**Exercise**
Each entry below is to be extracted exactly.
(Input records Opens)
//! User toggle state
//!
//! [`Selection`] records which options are enabled and which addons are
//! active, keyed by category and option name. It is passed explicitly into
//! resolution; nothing reads it implicitly.
//!
//! The on-disk form is YAML:
//!
//! ```yaml
//! db:
//!   postgres:
//!     enabled: true
//!     addons: [network]
//! ```

use crate::Result;
use crate::catalog::Catalog;
use serde::{Deserialize, Serialize};
use stack_fs::{ConfigStore, NormalizedPath};
use std::collections::{BTreeMap, BTreeSet};

/// Toggle state for one option.
#[derive(Debug, Clone, Default, PartialEq, Eq, Serialize, Deserialize)]
pub struct OptionState {
    #[serde(default)]
    pub enabled: bool,
    #[serde(default)]
    pub addons: BTreeSet<String>,
}

/// Toggle state for every option, keyed by category then option.
#[derive(Debug, Clone, Default, PartialEq, Eq, Serialize, Deserialize)]
#[serde(transparent)]
pub struct Selection {
    categories: BTreeMap<String, BTreeMap<String, OptionState>>,
}

impl Selection {
    pub fn new() -> Self {
        Self::default()
    }

    /// Load from a state file; a missing file is an empty selection.
    pub fn load(path: &NormalizedPath) -> Result<Self> {
        let selection: Self = ConfigStore::new().load_or_default(path)?;
        tracing::debug!(path = %path, "Loaded selection state");
        Ok(selection)
    }

    /// Persist atomically, creating parent directories as needed.
    pub fn save(&self, path: &NormalizedPath) -> Result<()> {
        ConfigStore::new().save(path, self)?;
        Ok(())
    }

    pub fn state(&self, category: &str, option: &str) -> Option<&OptionState> {
        self.categories.get(category)?.get(option)
    }

    fn state_mut(&mut self, category: &str, option: &str) -> &mut OptionState {
        self.categories
            .entry(category.to_string())
            .or_default()
            .entry(option.to_string())
            .or_default()
    }

    pub fn is_enabled(&self, category: &str, option: &str) -> bool {
        self.state(category, option).is_some_and(|s| s.enabled)
    }

    pub fn set_enabled(&mut self, category: &str, option: &str, enabled: bool) {
        self.state_mut(category, option).enabled = enabled;
    }

    /// Flip the enabled flag, returning the new value.
    pub fn toggle_enabled(&mut self, category: &str, option: &str) -> bool {
        let state = self.state_mut(category, option);
        state.enabled = !state.enabled;
        state.enabled
    }

    pub fn is_addon_active(&self, category: &str, option: &str, addon: &str) -> bool {
        self.state(category, option)
            .is_some_and(|s| s.addons.contains(addon))
    }

    pub fn set_addon(&mut self, category: &str, option: &str, addon: &str, active: bool) {
        let addons = &mut self.state_mut(category, option).addons;
        if active {
            addons.insert(addon.to_string());
        } else {
            addons.remove(addon);
        }
    }

    /// Flip an addon, returning whether it is now active.
    pub fn toggle_addon(&mut self, category: &str, option: &str, addon: &str) -> bool {
        let active = !self.is_addon_active(category, option, addon);
        self.set_addon(category, option, addon, active);
        active
    }

    /// Active addon names for one option, sorted.
    pub fn active_addons(&self, category: &str, option: &str) -> BTreeSet<String> {
        self.state(category, option)
            .map(|s| s.addons.clone())
            .unwrap_or_default()
    }

    /// Drop state for options and addons that no longer exist.
    pub fn prune(&mut self, catalog: &Catalog) {
        self.categories.retain(|category, options| {
            options.retain(|option, state| match catalog.option(category, option) {
                Some(def) => {
                    state.addons.retain(|addon| def.addon(addon).is_some());
                    true
                }
                None => false,
            });
            !options.is_empty()
        });
    }
}
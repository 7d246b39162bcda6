//! Toggle commands: enable, disable, toggle, addon

use colored::Colorize;
use stack_core::OptionRef;

use crate::context::AppContext;
use crate::error::Result;

/// How to change an option's enabled flag.
#[derive(Debug, Clone, Copy, PartialEq, Eq)]
pub enum EnableAction {
    Enable,
    Disable,
    Toggle,
}

/// Run the enable, disable and toggle commands
pub fn run_set_enabled(
    ctx: &mut AppContext,
    reference: &OptionRef,
    action: EnableAction,
) -> Result<bool> {
    ctx.option(reference)?;
    let (category, option) = (&reference.category, &reference.option);

    let enabled = match action {
        EnableAction::Enable => {
            ctx.selection.set_enabled(category, option, true);
            true
        }
        EnableAction::Disable => {
            ctx.selection.set_enabled(category, option, false);
            false
        }
        EnableAction::Toggle => ctx.selection.toggle_enabled(category, option),
    };
    ctx.save_selection()?;

    let status = if enabled {
        "enabled".green()
    } else {
        "disabled".yellow()
    };
    println!("{} {} {}", "✓".green(), reference.to_string().cyan(), status);
    Ok(enabled)
}

/// Run the addon command
pub fn run_set_addon(
    ctx: &mut AppContext,
    reference: &OptionRef,
    addon: &str,
    active: bool,
) -> Result<()> {
    ctx.check_addon(reference, addon)?;
    ctx.selection
        .set_addon(&reference.category, &reference.option, addon, active);
    ctx.save_selection()?;

    let status = if active {
        "active".green()
    } else {
        "inactive".yellow()
    };
    println!(
        "{} {} addon {} {}",
        "✓".green(),
        reference.to_string().cyan(),
        addon.bold(),
        status
    );
    if active && !ctx.selection.is_enabled(&reference.category, &reference.option) {
        println!(
            "  {} the option itself is disabled (use {})",
            "note:".dimmed(),
            format!("stackmix enable {reference}").cyan()
        );
    }
    Ok(())
}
(Input records Closes)
**Response for this exercise**
//! User toggle state
//!
//! [`Selection`] records which options are enabled and which addons are
//! active, keyed by category and option name. It is passed explicitly into
//! resolution; nothing reads it implicitly.
//!
//! The on-disk form is YAML:
//!
//! ```yaml
//! db:
//!   postgres:
//!     enabled: true
//!     addons: [network]
//! ```

use crate::Result;
use crate::catalog::Catalog;
use serde::{Deserialize, Serialize};
use stack_fs::{ConfigStore, NormalizedPath};
use std::collections::{BTreeMap, BTreeSet};

/// Toggle state for one option.
#[derive(Debug, Clone, Default, PartialEq, Eq, Serialize, Deserialize)]
pub struct OptionState {
    #[serde(default)]
    pub enabled: bool,
    #[serde(default)]
    pub addons: BTreeSet<String>,
}

/// Toggle state for every option, keyed by category then option.
#[derive(Debug, Clone, Default, PartialEq, Eq, Serialize, Deserialize)]
#[serde(transparent)]
pub struct Selection {
    categories: BTreeMap<String, BTreeMap<String, OptionState>>,
}

impl Selection {
    pub fn new() -> Self {
        Self::default()
    }

    /// Load from a state file; a missing file is an empty selection.
    pub fn load(path: &NormalizedPath) -> Result<Self> {
        let selection: Self = ConfigStore::new().load_or_default(path)?;
        tracing::debug!(path = %path, "Loaded selection state");
        Ok(selection)
    }

    /// Persist atomically, creating parent directories as needed.
    pub fn save(&self, path: &NormalizedPath) -> Result<()> {
        ConfigStore::new().save(path, self)?;
        Ok(())
    }

    pub fn state(&self, category: &str, option: &str) -> Option<&OptionState> {
        self.categories.get(category)?.get(option)
    }

    fn state_mut(&mut self, category: &str, option: &str) -> &mut OptionState {
        self.categories
            .entry(category.to_string())
            .or_default()
            .entry(option.to_string())
            .or_default()
    }

    pub fn is_enabled(&self, category: &str, option: &str) -> bool {
        self.state(category, option).is_some_and(|s| s.enabled)
    }

    pub fn set_enabled(&mut self, category: &str, option: &str, enabled: bool) {
        self.state_mut(category, option).enabled = enabled;
    }

    /// Flip the enabled flag, returning the new value.
    pub fn toggle_enabled(&mut self, category: &str, option: &str) -> bool {
        let state = self.state_mut(category, option);
        state.enabled = !state.enabled;
        state.enabled
    }

    pub fn is_addon_active(&self, category: &str, option: &str, addon: &str) -> bool {
        self.state(category, option)
            .is_some_and(|s| s.addons.contains(addon))
    }

    pub fn set_addon(&mut self, category: &str, option: &str, addon: &str, active: bool) {
        let addons = &mut self.state_mut(category, option).addons;
        if active {
            addons.insert(addon.to_string());
        } else {
            addons.remove(addon);
        }
    }

    /// Flip an addon, returning whether it is now active.
    pub fn toggle_addon(&mut self, category: &str, option: &str, addon: &str) -> bool {
        let active = !self.is_addon_active(category, option, addon);
        self.set_addon(category, option, addon, active);
        active
    }

    /// Active addon names for one option, sorted.
    pub fn active_addons(&self, category: &str, option: &str) -> BTreeSet<String> {
        self.state(category, option)
            .map(|s| s.addons.clone())
            .unwrap_or_default()
    }

    /// Drop state for options and addons that no longer exist.
    pub fn prune(&mut self, catalog: &Catalog) {
        self.categories.retain(|category, options| {
            options.retain(|option, state| match catalog.option(category, option) {
                Some(def) => {
                    state.addons.retain(|addon| def.addon(addon).is_some());
                    true
                }
                None => false,
            });
            !options.is_empty()
        });
    }
}
repository 7d246b39162bcda6
//! Toggle commands: enable, disable, toggle, addon

use colored::Colorize;
use stack_core::OptionRef;

use crate::context::AppContext;
use crate::error::Result;

/// How to change an option's enabled flag.
#[derive(Debug, Clone, Copy, PartialEq, Eq)]
pub enum EnableAction {
    Enable,
    Disable,
    Toggle,
}

/// Run the enable, disable and toggle commands
pub fn run_set_enabled(
    ctx: &mut AppContext,
    reference: &OptionRef,
    action: EnableAction,
) -> Result<bool> {
    ctx.option(reference)?;
    let (category, option) = (&reference.category, &reference.option);

    let enabled = match action {
        EnableAction::Enable => {
            ctx.selection.set_enabled(category, option, true);
            true
        }
        EnableAction::Disable => {
            ctx.selection.set_enabled(category, option, false);
            false
        }
        EnableAction::Toggle => ctx.selection.toggle_enabled(category, option),
    };
    ctx.save_selection()?;

    let status = if enabled {
        "enabled".green()
    } else {
        "disabled".yellow()
    };
    println!("{} {} {}", "✓".green(), reference.to_string().cyan(), status);
    Ok(enabled)
}

/// Run the addon command
pub fn run_set_addon(
    ctx: &mut AppContext,
    reference: &OptionRef,
    addon: &str,
    active: bool,
) -> Result<()> {
    ctx.check_addon(reference, addon)?;
    ctx.selection
        .set_addon(&reference.category, &reference.option, addon, active);
    ctx.save_selection()?;

    let status = if active {
        "active".green()
    } else {
        "inactive".yellow()
    };
    println!(
        "{} {} addon {} {}",
        "✓".green(),
        reference.to_string().cyan(),
        addon.bold(),
        status
    );
    if active && !ctx.selection.is_enabled(&reference.category, &reference.option) {
        println!(
            "  {} the option itself is disabled (use {})",
            "note:".dimmed(),
            format!("stackmix enable {reference}").cyan()
        );
    }
    Ok(())
}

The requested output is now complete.